Problem details: Find the line with "use crate::constants::MAX_PROPERTIES;" in the entries below, then reproduce it and every line after it down to and including the line with "single wake did", exactly.

*** Opening Source data ***

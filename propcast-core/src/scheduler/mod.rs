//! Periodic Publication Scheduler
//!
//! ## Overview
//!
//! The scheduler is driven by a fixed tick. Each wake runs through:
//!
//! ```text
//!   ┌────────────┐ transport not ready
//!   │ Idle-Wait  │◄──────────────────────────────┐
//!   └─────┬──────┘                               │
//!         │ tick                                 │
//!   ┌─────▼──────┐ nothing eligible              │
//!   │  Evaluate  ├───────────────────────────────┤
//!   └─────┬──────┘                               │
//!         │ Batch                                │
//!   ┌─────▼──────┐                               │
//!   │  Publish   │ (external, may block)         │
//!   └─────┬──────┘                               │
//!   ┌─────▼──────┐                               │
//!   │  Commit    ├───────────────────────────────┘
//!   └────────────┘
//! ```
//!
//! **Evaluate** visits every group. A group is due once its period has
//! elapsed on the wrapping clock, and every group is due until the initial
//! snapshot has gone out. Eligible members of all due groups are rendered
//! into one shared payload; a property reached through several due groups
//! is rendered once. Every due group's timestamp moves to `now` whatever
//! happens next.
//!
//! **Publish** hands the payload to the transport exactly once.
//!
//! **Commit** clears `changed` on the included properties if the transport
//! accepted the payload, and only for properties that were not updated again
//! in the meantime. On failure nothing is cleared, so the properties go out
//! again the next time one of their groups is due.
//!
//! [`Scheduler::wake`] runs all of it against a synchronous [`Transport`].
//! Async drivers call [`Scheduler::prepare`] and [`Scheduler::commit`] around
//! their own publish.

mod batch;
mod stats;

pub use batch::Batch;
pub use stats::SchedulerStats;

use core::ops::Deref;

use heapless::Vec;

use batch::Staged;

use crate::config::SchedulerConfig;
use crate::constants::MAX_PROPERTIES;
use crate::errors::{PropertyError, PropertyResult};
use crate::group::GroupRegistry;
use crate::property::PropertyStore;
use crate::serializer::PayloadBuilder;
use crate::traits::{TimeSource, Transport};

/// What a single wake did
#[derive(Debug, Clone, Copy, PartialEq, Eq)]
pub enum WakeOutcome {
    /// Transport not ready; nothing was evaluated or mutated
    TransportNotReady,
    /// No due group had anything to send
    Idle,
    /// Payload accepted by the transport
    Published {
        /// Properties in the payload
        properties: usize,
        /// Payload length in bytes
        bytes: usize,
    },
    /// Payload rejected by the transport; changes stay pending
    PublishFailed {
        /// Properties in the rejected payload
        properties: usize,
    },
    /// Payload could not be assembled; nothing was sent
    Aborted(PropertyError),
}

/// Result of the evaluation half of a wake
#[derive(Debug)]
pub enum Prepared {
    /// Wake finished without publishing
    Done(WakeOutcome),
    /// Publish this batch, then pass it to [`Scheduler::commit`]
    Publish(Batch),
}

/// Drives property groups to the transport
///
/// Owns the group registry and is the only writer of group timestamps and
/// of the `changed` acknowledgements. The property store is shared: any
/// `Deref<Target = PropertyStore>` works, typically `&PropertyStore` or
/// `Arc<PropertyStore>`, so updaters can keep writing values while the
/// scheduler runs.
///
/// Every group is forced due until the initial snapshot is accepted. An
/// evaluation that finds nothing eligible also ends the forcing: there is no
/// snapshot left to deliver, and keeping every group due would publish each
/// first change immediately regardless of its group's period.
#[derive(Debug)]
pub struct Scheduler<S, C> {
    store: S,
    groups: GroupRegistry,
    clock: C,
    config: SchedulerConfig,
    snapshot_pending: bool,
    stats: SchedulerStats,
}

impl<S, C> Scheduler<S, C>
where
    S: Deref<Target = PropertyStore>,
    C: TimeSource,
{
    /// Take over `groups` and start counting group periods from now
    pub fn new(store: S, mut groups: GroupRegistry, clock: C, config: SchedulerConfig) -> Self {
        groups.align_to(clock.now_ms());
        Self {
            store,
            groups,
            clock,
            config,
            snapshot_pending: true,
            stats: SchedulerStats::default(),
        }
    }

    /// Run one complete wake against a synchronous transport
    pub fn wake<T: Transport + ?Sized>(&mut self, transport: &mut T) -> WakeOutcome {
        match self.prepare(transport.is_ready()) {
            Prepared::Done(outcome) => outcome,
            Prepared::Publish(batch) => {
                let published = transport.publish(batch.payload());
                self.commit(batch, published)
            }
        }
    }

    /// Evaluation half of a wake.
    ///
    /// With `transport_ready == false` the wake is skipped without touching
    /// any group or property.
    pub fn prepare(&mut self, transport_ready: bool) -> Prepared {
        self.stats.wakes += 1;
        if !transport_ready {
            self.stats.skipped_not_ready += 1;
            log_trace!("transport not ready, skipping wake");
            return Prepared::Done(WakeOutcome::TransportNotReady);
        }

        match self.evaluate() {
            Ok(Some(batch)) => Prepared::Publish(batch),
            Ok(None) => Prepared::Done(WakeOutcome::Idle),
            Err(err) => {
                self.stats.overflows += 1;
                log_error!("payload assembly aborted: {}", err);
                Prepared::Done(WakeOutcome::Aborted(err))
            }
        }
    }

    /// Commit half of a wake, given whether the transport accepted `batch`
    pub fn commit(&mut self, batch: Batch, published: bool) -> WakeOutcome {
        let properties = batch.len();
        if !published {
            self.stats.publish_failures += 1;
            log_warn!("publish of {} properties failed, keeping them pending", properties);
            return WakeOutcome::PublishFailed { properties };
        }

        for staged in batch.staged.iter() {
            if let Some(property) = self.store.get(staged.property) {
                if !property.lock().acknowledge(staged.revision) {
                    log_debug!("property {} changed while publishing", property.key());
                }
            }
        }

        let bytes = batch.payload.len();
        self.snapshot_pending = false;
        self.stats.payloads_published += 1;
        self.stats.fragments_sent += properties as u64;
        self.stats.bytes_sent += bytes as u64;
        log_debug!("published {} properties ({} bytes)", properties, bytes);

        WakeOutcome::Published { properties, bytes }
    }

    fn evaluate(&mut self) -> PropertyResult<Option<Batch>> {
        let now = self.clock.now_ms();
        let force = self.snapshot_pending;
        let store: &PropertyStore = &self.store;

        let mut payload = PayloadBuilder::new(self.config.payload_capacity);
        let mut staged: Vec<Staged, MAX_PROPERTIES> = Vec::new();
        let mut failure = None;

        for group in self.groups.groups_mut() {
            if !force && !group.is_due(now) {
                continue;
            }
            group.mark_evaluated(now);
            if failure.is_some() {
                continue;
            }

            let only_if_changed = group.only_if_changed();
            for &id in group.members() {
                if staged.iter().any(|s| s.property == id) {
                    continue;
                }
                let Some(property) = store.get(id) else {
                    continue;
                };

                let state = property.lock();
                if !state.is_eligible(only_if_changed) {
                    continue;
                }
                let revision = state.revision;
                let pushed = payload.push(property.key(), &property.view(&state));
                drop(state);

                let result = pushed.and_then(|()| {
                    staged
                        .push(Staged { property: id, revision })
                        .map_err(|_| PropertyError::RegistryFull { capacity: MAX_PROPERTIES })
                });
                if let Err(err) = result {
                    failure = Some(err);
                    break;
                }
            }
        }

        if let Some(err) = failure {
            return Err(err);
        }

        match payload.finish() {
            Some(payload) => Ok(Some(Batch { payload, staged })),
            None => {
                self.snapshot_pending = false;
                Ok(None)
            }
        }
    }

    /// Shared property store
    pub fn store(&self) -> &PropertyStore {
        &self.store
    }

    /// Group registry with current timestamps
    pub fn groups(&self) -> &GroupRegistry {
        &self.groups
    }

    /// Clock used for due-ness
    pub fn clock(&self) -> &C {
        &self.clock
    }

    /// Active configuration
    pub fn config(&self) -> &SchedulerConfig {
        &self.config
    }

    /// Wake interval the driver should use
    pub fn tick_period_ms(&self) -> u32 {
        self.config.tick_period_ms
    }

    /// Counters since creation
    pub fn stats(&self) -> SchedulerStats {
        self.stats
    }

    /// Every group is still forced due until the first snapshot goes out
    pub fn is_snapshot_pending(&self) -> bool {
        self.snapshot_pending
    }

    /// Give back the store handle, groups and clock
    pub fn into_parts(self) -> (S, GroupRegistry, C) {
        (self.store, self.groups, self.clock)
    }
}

*** Closing Source data ***

Problem solution:
use crate::constants::MAX_PROPERTIES;
use crate::errors::{PropertyError, PropertyResult};
use crate::group::GroupRegistry;
use crate::property::PropertyStore;
use crate::serializer::PayloadBuilder;
use crate::traits::{TimeSource, Transport};

/// What a single wake did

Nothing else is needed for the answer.